Bidirectional Substation Control for Smart Thermal Grids: Experimental Evaluation of a Weighted Proportional-Integral Approach

When transforming district heating networks into smart thermal grids, a crucial part is the integration of distributed energy resources and prosumers, coordinated by an overarching management system. Central to this transformation are bidirectional substations that technically facilitate flexible energy exchange between prosumers and the network. Novel control approaches are required that are capable of meeting temperature requirements, implementing power setpoints from overarching management, and mitigating the mutual thermohydraulic influence among prosumers simultaneously. A recently proposed control strategy to mitigate those challenges is based on combined and weighted errors as inputs for proportional-integral controllers; However, it was tested only using simulations so far. In this paper, we experimentally test the control approach using a realistic hardware setup, where two bidirectional substations exchange heat between two emulated prosumers. The investigated control approach achieved the control objectives within a stabilization time of approximately six minutes after step changes in the power setpoints.
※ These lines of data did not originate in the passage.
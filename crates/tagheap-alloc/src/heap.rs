//! The allocation engine.
//!
//! [`Heap`] owns an [`Sbrk`] arena and a [`FreeList`] and implements
//! acquire (malloc), release (free) and resize (realloc) on top of the
//! boundary-tag layout. Freed blocks are coalesced immediately, so no two
//! physically adjacent blocks are ever both free.

use tagheap_arena::{ArenaConfig, ArenaError, MemArena, Sbrk};

use crate::config::HeapConfig;
use crate::error::HeapError;
use crate::free_list::FreeList;
use crate::layout::{self, BlockPtr, Tag, DSIZE, FIRST_BLOCK, MIN_BLOCK, PROLOGUE, WSIZE};
use crate::stats::Counters;

/// A boundary-tag allocator over a single growable arena.
///
/// Every pointer handed out is an arena-relative [`BlockPtr`]; use
/// [`payload`](Self::payload) / [`payload_mut`](Self::payload_mut) to reach
/// the bytes. The heap is single-threaded: wrap it in a lock to share it.
pub struct Heap<A: Sbrk = MemArena> {
    pub(crate) arena: A,
    pub(crate) config: HeapConfig,
    pub(crate) free_list: FreeList,
    pub(crate) counters: Counters,
}

impl Heap<MemArena> {
    /// A heap over a default 20 MiB [`MemArena`] with default config.
    pub fn with_defaults() -> Result<Self, HeapError> {
        Self::new(MemArena::default(), HeapConfig::default())
    }
}

impl<A: Sbrk> Heap<A> {
    /// Build a heap over `arena` and run [`init`](Self::init).
    ///
    /// Arenas that can grow past `u32::MAX` bytes are rejected: block
    /// offsets and tags are 32-bit.
    pub fn new(arena: A, config: HeapConfig) -> Result<Self, HeapError> {
        config.validate()?;
        if arena.max_bytes() > ArenaConfig::MAX_ADDRESSABLE {
            return Err(HeapError::InvalidConfig {
                reason: format!(
                    "arena limit {} exceeds the addressable {} bytes",
                    arena.max_bytes(),
                    ArenaConfig::MAX_ADDRESSABLE
                ),
            });
        }
        let mut heap = Self {
            arena,
            config,
            free_list: FreeList::new(),
            counters: Counters::default(),
        };
        heap.init()?;
        Ok(heap)
    }

    /// Reset the arena and lay down a fresh prologue and epilogue.
    ///
    /// Every previously returned pointer becomes invalid. If the
    /// configured initial extension is non-zero, the arena is grown by it
    /// so the first acquire does not need to.
    pub fn init(&mut self) -> Result<(), HeapError> {
        self.arena.reset_brk();
        self.free_list = FreeList::new();
        self.counters = Counters::default();

        let bootstrap = 4 * WSIZE;
        self.arena
            .sbrk(bootstrap)
            .map_err(|source| HeapError::OutOfMemory {
                requested: bootstrap,
                source,
            })?;
        let bytes = self.arena.bytes_mut();
        layout::put_word(bytes, 0, 0);
        layout::set_tag(bytes, PROLOGUE, Tag::allocated(DSIZE));
        layout::set_epilogue(bytes, FIRST_BLOCK);

        if self.config.initial_extend > 0 {
            self.extend(self.config.initial_extend)?;
        }
        log::debug!(
            "heap initialised: brk {} bytes, chunk {} bytes",
            self.arena.brk(),
            self.config.chunk_size
        );
        Ok(())
    }

    /// Allocate a block with at least `size` usable bytes.
    ///
    /// Picks the smallest free block that fits, growing the arena by at
    /// least one chunk if none does. The payload contents are unspecified.
    pub fn acquire(&mut self, size: usize) -> Result<BlockPtr, HeapError> {
        if size == 0 {
            return Err(HeapError::InvalidSize { requested: size });
        }
        let adjusted = layout::adjust(size).ok_or(HeapError::InvalidSize { requested: size })?;

        let bp = match self.free_list.find_fit(self.arena.bytes(), adjusted) {
            Some(bp) => bp,
            None => self.extend(adjusted.max(self.config.chunk_size))?,
        };
        self.place(bp, adjusted);
        self.counters.acquires += 1;
        log::trace!("acquire({size}) -> {bp} (block {adjusted})");
        Ok(bp)
    }

    /// Free the block at `ptr`, merging it with any free neighbors.
    ///
    /// Pointers that do not name a live block are rejected without
    /// touching the heap.
    pub fn release(&mut self, ptr: BlockPtr) -> Result<(), HeapError> {
        let tag = self.live_tag(ptr)?;
        self.free_block(ptr, tag.size);
        self.counters.releases += 1;
        log::trace!("release({ptr}) block {}", tag.size);
        Ok(())
    }

    /// Change the usable size of the block at `ptr` to at least `size`.
    ///
    /// - `size == 0` releases the block and returns `Ok(None)`.
    /// - If the block is already big enough it is returned unchanged; the
    ///   heap never shrinks a block on resize.
    /// - Otherwise the block grows in place by absorbing a free successor
    ///   and, when it sits at the end of the arena, by growing the arena.
    /// - Failing that, the contents move to a new block and the old one is
    ///   released.
    ///
    /// Contents up to the smaller of the old usable size and `size` are
    /// preserved. On error the heap is unchanged and `ptr` stays valid.
    pub fn resize(&mut self, ptr: BlockPtr, size: usize) -> Result<Option<BlockPtr>, HeapError> {
        if size == 0 {
            self.release(ptr)?;
            return Ok(None);
        }
        let current = self.live_tag(ptr)?.size;
        let adjusted = layout::adjust(size).ok_or(HeapError::InvalidSize { requested: size })?;

        if current >= adjusted {
            self.counters.resizes += 1;
            log::trace!("resize({ptr}, {size}) fits in block {current}");
            return Ok(Some(ptr));
        }

        match self.grow_in_place(ptr, current, adjusted) {
            Ok(true) => {
                self.counters.resizes += 1;
                log::trace!("resize({ptr}, {size}) grew in place");
                return Ok(Some(ptr));
            }
            Ok(false) => {}
            Err(err) => {
                log::debug!("in-place growth of {ptr} failed ({err}), relocating");
            }
        }

        let moved = self.acquire(size)?;
        let copy = (current - DSIZE).min(size);
        let bytes = self.arena.bytes_mut();
        bytes.copy_within(ptr.offset()..ptr.offset() + copy, moved.offset());
        self.free_block(ptr, current);
        self.counters.resizes += 1;
        self.counters.relocations += 1;
        log::trace!("resize({ptr}, {size}) moved to {moved}, copied {copy} bytes");
        Ok(Some(moved))
    }

    /// The usable bytes of the live block at `ptr`.
    pub fn payload(&self, ptr: BlockPtr) -> Result<&[u8], HeapError> {
        let size = self.live_tag(ptr)?.size;
        Ok(&self.arena.bytes()[ptr.offset()..ptr.offset() + size - DSIZE])
    }

    /// The usable bytes of the live block at `ptr`, mutably.
    pub fn payload_mut(&mut self, ptr: BlockPtr) -> Result<&mut [u8], HeapError> {
        let size = self.live_tag(ptr)?.size;
        Ok(&mut self.arena.bytes_mut()[ptr.offset()..ptr.offset() + size - DSIZE])
    }

    /// Number of usable bytes in the live block at `ptr`.
    ///
    /// Always at least the size that was requested for it.
    pub fn usable_size(&self, ptr: BlockPtr) -> Result<usize, HeapError> {
        Ok(self.live_tag(ptr)?.size - DSIZE)
    }

    /// Current arena size in bytes.
    pub fn arena_bytes(&self) -> usize {
        self.arena.brk()
    }

    /// The configuration the heap was built with.
    pub fn config(&self) -> &HeapConfig {
        &self.config
    }

    /// The free list's tail (smallest free block), if any.
    pub fn free_list(&self) -> &FreeList {
        &self.free_list
    }

    /// Read-only access to the arena.
    pub fn arena(&self) -> &A {
        &self.arena
    }

    /// Tear the heap down, returning its arena.
    pub fn into_arena(self) -> A {
        self.arena
    }

    // ── internals ──────────────────────────────────────────────

    /// Validate that `ptr` names a live (allocated) block and return its tag.
    fn live_tag(&self, ptr: BlockPtr) -> Result<Tag, HeapError> {
        let bytes = self.arena.bytes();
        let brk = bytes.len();
        let bp = ptr.offset();
        if bp < FIRST_BLOCK.offset() || bp % layout::ALIGNMENT != 0 || bp >= brk {
            log::warn!("rejected pointer {ptr} outside the block area");
            return Err(HeapError::InvalidPointer { ptr });
        }
        let head = layout::try_word(bytes, layout::header(ptr))
            .map(Tag::unpack)
            .ok_or(HeapError::InvalidPointer { ptr })?;
        // The block, footer included, must end before the epilogue header.
        let fits = bp.checked_add(head.size).is_some_and(|end| end <= brk);
        if head.size < MIN_BLOCK || !fits {
            log::warn!("rejected pointer {ptr} with implausible size {}", head.size);
            return Err(HeapError::InvalidPointer { ptr });
        }
        let foot = layout::try_word(bytes, layout::footer(ptr, head.size)).map(Tag::unpack);
        if foot != Some(head) {
            log::warn!("rejected pointer {ptr}: header and footer disagree");
            return Err(HeapError::InvalidPointer { ptr });
        }
        if head.is_free() {
            log::warn!("rejected double free of {ptr}");
            return Err(HeapError::DoubleFree { ptr });
        }
        Ok(head)
    }

    /// Grow the arena by `size` bytes (rounded up to the alignment) and
    /// return the resulting free block after coalescing with a free
    /// predecessor. The block is in the free list.
    fn extend(&mut self, size: usize) -> Result<BlockPtr, HeapError> {
        let size = layout::align(size).ok_or(HeapError::InvalidSize { requested: size })?;
        let brk = self.arena.brk();
        if brk.checked_add(size).is_none_or(|end| end > ArenaConfig::MAX_ADDRESSABLE) {
            log::warn!("refusing growth by {size} bytes past the addressable limit");
            return Err(HeapError::OutOfMemory {
                requested: size,
                source: ArenaError::Exhausted {
                    requested: size,
                    brk,
                    max: ArenaConfig::MAX_ADDRESSABLE,
                },
            });
        }
        let old_brk = self
            .arena
            .sbrk(size)
            .map_err(|source| HeapError::OutOfMemory {
                requested: size,
                source,
            })?;

        // The old epilogue header becomes the new block's header.
        let bp = BlockPtr::new(old_brk);
        let bytes = self.arena.bytes_mut();
        layout::set_tag(bytes, bp, Tag::free(size));
        let epilogue = layout::next_block(bytes, bp);
        layout::set_epilogue(bytes, epilogue);
        self.counters.grows += 1;
        log::debug!("arena grown by {size} bytes to {}", self.arena.brk());
        Ok(self.coalesce(bp))
    }

    /// Merge the free block at `bp` with its free physical neighbors and
    /// insert the result into the free list. Returns the merged block.
    fn coalesce(&mut self, bp: BlockPtr) -> BlockPtr {
        let bytes = self.arena.bytes_mut();
        let mut bp = bp;
        let mut size = layout::tag(bytes, bp).size;

        let next = layout::next_block(bytes, bp);
        let next_tag = layout::tag(bytes, next);
        if next_tag.is_free() {
            self.free_list.remove(bytes, next);
            size += next_tag.size;
        }

        let prev_tag = layout::prev_tag(bytes, bp);
        if prev_tag.is_free() {
            let prev = layout::prev_block(bytes, bp);
            self.free_list.remove(bytes, prev);
            size += prev_tag.size;
            bp = prev;
        }

        layout::set_tag(bytes, bp, Tag::free(size));
        self.free_list.insert(bytes, bp, size);
        bp
    }

    /// Mark the allocated block at `bp` free and coalesce it.
    fn free_block(&mut self, bp: BlockPtr, size: usize) {
        layout::set_tag(self.arena.bytes_mut(), bp, Tag::free(size));
        self.coalesce(bp);
    }

    /// Carve an allocated block of `adjusted` bytes out of the free block
    /// at `bp`, returning any usable remainder to the free list.
    fn place(&mut self, bp: BlockPtr, adjusted: usize) {
        let bytes = self.arena.bytes_mut();
        self.free_list.remove(bytes, bp);
        let size = layout::tag(bytes, bp).size;
        self.split(bp, size, adjusted);
    }

    /// Turn the detached region `bp..bp + size` into an allocated block of
    /// `adjusted` bytes, splitting off a free remainder if one fits.
    fn split(&mut self, bp: BlockPtr, size: usize, adjusted: usize) {
        let bytes = self.arena.bytes_mut();
        let rest = size - adjusted;
        if rest >= MIN_BLOCK {
            layout::set_tag(bytes, bp, Tag::allocated(adjusted));
            let remainder = layout::next_block(bytes, bp);
            layout::set_tag(bytes, remainder, Tag::free(rest));
            self.free_list.insert(bytes, remainder, rest);
        } else {
            layout::set_tag(bytes, bp, Tag::allocated(size));
        }
    }

    /// Try to grow the allocated block at `ptr` (currently `current`
    /// bytes) to `adjusted` bytes without moving it.
    ///
    /// Returns `Ok(false)` when the neighborhood cannot be extended, and an
    /// error only when arena growth was attempted and refused.
    fn grow_in_place(
        &mut self,
        ptr: BlockPtr,
        current: usize,
        adjusted: usize,
    ) -> Result<bool, HeapError> {
        let bytes = self.arena.bytes();
        let next = layout::next_block(bytes, ptr);
        let next_tag = layout::tag(bytes, next);
        let available = if next_tag.is_free() {
            current + next_tag.size
        } else {
            current
        };

        let absorbed = if next_tag.is_free() && available >= adjusted {
            self.free_list.remove(self.arena.bytes_mut(), next);
            next_tag.size
        } else {
            // Only a block that ends at the epilogue (possibly through one
            // free successor) can be extended by growing the arena.
            let last = if next_tag.is_free() {
                layout::next_block(bytes, next)
            } else {
                next
            };
            if layout::tag(bytes, last).size != 0 {
                return Ok(false);
            }
            let shortfall = adjusted - available;
            let grown = self.extend(shortfall.max(self.config.chunk_size))?;
            debug_assert_eq!(grown, next);
            let bytes = self.arena.bytes_mut();
            self.free_list.remove(bytes, grown);
            layout::tag(bytes, grown).size
        };

        self.split(ptr, current + absorbed, adjusted);
        Ok(true)
    }
}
The controller successfully reflects the application-specific prioritization of different temperature objectives, confirming simulation results from prior work. Minor performance issues arose from hardware limitations, particularly in power transfer capabilities due to actuator sizing, highlighting their significance for practical applications. Overall, our experiments demonstrate for the first time the suitability of a control approach for prosumer-based district heating contexts with realistic hardware, laying a foundation for the practical implementation of smart thermal grids and contributing to a sustainable transition in heat supply.